[Data for review — start]

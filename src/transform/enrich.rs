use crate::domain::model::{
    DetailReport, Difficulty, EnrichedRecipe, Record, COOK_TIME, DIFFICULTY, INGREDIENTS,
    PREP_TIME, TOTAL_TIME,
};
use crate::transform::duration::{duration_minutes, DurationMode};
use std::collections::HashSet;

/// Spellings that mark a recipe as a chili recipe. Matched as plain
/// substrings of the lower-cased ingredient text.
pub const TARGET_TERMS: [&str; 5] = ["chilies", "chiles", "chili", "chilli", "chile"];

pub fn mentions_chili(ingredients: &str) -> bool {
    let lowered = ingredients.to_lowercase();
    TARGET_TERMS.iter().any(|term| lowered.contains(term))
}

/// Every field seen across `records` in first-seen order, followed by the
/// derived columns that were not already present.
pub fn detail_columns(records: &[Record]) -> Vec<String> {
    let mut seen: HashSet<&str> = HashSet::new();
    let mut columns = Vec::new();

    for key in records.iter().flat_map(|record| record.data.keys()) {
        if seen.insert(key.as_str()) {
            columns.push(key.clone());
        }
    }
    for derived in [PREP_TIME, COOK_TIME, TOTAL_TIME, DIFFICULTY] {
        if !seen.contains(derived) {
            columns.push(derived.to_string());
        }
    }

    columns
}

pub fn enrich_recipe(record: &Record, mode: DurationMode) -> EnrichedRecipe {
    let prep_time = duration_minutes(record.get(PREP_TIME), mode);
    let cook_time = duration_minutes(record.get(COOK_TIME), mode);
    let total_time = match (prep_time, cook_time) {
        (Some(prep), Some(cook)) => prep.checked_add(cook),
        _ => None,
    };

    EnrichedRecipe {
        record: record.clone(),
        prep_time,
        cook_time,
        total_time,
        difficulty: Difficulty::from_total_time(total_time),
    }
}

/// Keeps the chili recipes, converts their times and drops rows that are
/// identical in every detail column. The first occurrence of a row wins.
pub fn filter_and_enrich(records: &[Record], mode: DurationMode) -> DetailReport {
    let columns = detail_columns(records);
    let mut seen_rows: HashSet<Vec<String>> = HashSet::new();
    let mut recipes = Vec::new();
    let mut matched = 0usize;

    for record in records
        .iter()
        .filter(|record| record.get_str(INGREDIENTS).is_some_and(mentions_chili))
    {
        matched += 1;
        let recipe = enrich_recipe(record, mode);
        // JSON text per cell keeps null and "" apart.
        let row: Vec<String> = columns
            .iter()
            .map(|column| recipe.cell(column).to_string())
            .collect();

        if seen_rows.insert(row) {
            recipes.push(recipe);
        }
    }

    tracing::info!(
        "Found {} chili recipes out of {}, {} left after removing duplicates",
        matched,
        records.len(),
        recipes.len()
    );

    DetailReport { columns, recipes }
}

[Data for review — finish]

Copy the lines from the start of the data verbatim, stopping after the line containing "for derived in".

> Reply to the exercise:
filename src/transform/enrich.rs
use crate::domain::model::{
    DetailReport, Difficulty, EnrichedRecipe, Record, COOK_TIME, DIFFICULTY, INGREDIENTS,
    PREP_TIME, TOTAL_TIME,
};
use crate::transform::duration::{duration_minutes, DurationMode};
use std::collections::HashSet;

/// Spellings that mark a recipe as a chili recipe. Matched as plain
/// substrings of the lower-cased ingredient text.
pub const TARGET_TERMS: [&str; 5] = ["chilies", "chiles", "chili", "chilli", "chile"];

pub fn mentions_chili(ingredients: &str) -> bool {
    let lowered = ingredients.to_lowercase();
    TARGET_TERMS.iter().any(|term| lowered.contains(term))
}

/// Every field seen across `records` in first-seen order, followed by the
/// derived columns that were not already present.
pub fn detail_columns(records: &[Record]) -> Vec<String> {
    let mut seen: HashSet<&str> = HashSet::new();
    let mut columns = Vec::new();

    for key in records.iter().flat_map(|record| record.data.keys()) {
        if seen.insert(key.as_str()) {
            columns.push(key.clone());
        }
    }
    for derived in [PREP_TIME, COOK_TIME, TOTAL_TIME, DIFFICULTY] {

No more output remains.